PROBLEM TO SOLVE: Once the line containing "crate; the infrastructure" has been written out, stop; until then, restate each line of the entries below word for word from the first.

----

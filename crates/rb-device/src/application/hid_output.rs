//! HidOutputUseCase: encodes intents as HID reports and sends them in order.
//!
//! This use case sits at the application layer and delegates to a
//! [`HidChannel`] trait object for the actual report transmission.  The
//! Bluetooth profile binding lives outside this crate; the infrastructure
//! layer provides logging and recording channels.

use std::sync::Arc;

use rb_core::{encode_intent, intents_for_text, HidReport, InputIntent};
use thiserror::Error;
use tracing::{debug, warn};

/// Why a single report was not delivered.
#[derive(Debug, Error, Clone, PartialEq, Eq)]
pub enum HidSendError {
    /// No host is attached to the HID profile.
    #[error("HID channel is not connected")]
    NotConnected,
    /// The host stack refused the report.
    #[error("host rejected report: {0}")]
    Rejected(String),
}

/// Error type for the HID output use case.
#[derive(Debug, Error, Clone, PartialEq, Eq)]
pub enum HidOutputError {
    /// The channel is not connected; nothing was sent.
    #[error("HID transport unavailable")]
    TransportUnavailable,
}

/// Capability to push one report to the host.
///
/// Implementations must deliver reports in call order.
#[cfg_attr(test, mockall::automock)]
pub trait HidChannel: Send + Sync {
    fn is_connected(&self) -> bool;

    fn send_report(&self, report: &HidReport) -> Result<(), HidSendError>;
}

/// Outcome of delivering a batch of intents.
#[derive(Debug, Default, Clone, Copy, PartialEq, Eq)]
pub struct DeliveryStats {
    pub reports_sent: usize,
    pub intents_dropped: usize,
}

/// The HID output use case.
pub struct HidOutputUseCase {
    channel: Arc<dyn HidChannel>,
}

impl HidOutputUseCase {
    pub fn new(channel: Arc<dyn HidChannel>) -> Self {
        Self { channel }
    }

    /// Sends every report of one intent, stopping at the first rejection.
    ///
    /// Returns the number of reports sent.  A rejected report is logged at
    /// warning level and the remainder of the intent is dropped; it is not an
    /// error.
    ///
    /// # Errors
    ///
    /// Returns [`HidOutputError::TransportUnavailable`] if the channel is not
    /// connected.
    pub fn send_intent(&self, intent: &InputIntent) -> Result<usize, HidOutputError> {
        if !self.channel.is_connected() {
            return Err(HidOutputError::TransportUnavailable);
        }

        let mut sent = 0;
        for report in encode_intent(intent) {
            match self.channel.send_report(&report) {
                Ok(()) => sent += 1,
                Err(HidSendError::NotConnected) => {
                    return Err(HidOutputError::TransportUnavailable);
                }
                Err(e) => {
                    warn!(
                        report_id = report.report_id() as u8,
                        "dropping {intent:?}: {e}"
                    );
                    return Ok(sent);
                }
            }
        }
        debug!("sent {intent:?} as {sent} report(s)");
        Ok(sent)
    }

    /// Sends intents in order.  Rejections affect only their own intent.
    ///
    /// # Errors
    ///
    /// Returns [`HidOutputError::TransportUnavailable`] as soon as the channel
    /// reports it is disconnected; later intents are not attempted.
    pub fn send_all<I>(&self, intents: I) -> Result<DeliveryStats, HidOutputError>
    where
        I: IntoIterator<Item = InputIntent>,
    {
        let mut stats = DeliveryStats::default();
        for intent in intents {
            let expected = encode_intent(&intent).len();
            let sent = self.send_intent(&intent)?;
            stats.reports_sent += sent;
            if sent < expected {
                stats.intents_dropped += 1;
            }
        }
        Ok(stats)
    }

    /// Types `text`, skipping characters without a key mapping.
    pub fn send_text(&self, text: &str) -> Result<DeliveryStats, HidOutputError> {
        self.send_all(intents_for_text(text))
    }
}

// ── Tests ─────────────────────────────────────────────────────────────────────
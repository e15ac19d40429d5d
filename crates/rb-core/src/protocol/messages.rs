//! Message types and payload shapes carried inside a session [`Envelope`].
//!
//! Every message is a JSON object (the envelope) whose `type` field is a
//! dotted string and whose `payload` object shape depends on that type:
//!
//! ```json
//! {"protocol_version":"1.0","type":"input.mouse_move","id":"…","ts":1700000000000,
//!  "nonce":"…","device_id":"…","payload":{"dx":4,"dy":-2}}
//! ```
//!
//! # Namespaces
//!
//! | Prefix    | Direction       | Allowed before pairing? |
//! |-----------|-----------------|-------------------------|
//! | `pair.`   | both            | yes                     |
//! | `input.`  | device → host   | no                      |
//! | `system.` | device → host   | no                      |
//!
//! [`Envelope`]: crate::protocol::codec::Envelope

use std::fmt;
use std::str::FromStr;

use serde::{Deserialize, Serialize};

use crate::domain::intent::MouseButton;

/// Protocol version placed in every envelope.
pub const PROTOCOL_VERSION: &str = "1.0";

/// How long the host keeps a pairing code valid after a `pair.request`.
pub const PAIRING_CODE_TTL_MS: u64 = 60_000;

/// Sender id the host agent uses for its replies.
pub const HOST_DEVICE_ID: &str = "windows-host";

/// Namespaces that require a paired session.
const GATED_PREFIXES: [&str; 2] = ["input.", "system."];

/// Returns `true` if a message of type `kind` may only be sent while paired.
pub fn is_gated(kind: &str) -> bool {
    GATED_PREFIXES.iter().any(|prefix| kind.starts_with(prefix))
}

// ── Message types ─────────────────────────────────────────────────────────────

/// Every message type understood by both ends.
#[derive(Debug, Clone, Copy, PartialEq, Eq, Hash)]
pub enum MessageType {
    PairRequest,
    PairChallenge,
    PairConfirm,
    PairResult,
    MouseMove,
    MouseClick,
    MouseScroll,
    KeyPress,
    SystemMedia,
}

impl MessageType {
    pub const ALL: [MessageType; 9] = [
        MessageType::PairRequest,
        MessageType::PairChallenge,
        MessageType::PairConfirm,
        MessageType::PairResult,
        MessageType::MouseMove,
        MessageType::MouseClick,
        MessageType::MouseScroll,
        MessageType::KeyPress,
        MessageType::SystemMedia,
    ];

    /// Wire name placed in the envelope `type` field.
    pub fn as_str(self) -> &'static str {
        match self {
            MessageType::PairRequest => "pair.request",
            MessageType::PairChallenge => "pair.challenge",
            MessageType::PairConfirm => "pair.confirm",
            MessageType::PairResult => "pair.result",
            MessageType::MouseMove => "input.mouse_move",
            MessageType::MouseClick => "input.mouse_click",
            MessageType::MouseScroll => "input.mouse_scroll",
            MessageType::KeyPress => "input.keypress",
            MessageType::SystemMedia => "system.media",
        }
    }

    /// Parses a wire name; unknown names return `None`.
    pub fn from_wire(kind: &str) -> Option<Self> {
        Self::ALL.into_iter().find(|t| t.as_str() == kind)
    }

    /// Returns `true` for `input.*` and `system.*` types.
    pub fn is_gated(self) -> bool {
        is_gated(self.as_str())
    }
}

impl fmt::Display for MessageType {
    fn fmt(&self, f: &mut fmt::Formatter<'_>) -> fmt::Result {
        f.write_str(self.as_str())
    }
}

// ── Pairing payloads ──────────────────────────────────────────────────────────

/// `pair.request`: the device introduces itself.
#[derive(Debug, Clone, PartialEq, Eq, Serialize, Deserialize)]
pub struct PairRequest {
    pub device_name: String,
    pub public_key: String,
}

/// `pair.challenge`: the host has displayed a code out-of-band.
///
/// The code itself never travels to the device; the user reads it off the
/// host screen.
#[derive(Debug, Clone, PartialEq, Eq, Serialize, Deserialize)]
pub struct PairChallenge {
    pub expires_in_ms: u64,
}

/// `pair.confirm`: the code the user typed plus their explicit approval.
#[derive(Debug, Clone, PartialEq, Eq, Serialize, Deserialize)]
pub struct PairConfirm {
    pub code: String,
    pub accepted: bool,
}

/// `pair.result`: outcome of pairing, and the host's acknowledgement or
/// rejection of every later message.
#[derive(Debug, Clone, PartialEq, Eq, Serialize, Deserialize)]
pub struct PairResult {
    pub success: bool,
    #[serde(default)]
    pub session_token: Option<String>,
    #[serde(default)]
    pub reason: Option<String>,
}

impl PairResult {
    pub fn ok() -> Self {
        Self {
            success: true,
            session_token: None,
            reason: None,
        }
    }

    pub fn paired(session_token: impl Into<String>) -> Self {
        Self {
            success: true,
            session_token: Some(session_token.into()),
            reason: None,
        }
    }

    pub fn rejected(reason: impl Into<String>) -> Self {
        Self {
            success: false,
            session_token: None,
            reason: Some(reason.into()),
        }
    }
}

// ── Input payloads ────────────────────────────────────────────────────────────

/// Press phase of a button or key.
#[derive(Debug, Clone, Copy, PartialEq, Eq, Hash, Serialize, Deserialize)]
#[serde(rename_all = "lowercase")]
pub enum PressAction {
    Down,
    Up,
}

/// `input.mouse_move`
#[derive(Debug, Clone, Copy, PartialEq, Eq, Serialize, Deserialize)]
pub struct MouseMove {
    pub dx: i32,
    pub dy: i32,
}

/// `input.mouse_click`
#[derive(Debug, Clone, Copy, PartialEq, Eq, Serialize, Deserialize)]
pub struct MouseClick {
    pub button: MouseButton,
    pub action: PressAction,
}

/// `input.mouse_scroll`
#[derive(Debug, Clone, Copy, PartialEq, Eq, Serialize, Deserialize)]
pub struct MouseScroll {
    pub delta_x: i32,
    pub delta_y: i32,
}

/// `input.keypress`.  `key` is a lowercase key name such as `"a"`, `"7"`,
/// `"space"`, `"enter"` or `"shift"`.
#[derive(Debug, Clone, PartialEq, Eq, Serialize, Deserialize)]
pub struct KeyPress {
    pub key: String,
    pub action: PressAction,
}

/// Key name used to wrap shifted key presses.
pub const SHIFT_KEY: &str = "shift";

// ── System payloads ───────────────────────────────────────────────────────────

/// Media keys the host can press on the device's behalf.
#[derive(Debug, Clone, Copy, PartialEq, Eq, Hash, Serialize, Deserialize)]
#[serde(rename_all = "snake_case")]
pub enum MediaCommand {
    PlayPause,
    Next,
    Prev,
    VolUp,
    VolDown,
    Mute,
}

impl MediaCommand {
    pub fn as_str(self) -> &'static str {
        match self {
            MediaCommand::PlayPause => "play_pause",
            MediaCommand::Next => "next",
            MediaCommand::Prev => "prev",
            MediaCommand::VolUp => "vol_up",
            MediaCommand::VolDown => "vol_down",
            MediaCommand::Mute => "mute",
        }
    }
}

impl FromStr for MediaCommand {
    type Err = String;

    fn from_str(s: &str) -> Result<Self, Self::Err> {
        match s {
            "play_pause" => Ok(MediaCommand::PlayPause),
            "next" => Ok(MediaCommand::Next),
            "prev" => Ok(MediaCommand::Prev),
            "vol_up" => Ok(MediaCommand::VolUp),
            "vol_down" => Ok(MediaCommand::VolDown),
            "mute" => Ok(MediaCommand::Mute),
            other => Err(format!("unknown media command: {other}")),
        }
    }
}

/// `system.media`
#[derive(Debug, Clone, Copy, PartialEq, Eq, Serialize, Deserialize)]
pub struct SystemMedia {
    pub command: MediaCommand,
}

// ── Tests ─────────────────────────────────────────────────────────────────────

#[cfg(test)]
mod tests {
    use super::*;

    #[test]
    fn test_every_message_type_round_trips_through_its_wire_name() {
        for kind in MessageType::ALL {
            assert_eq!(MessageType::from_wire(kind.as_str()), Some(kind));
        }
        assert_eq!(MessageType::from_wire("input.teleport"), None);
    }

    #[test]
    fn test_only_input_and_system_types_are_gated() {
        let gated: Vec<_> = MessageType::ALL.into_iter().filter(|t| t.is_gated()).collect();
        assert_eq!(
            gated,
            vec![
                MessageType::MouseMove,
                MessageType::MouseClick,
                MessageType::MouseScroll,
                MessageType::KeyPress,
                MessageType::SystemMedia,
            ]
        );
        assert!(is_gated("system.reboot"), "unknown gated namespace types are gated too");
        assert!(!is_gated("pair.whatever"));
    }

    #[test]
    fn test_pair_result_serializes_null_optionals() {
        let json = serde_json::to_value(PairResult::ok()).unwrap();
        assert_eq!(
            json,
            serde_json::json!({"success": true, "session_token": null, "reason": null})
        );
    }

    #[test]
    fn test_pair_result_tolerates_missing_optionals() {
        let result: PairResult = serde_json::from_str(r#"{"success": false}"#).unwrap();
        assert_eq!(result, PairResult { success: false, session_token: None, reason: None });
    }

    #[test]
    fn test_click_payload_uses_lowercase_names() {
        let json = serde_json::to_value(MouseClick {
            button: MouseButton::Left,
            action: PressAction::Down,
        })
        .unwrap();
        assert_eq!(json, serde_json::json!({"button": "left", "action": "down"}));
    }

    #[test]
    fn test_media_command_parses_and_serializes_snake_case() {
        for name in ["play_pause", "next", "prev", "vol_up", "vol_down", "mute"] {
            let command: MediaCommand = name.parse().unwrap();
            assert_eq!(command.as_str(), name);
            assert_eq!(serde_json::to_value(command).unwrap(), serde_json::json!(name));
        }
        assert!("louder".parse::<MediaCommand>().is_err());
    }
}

----

WRITTEN SOLUTION:
filename crates/rb-device/src/application/hid_output.rs
//! HidOutputUseCase: encodes intents as HID reports and sends them in order.
//!
//! This use case sits at the application layer and delegates to a
//! [`HidChannel`] trait object for the actual report transmission.  The
//! Bluetooth profile binding lives outside this crate; the infrastructure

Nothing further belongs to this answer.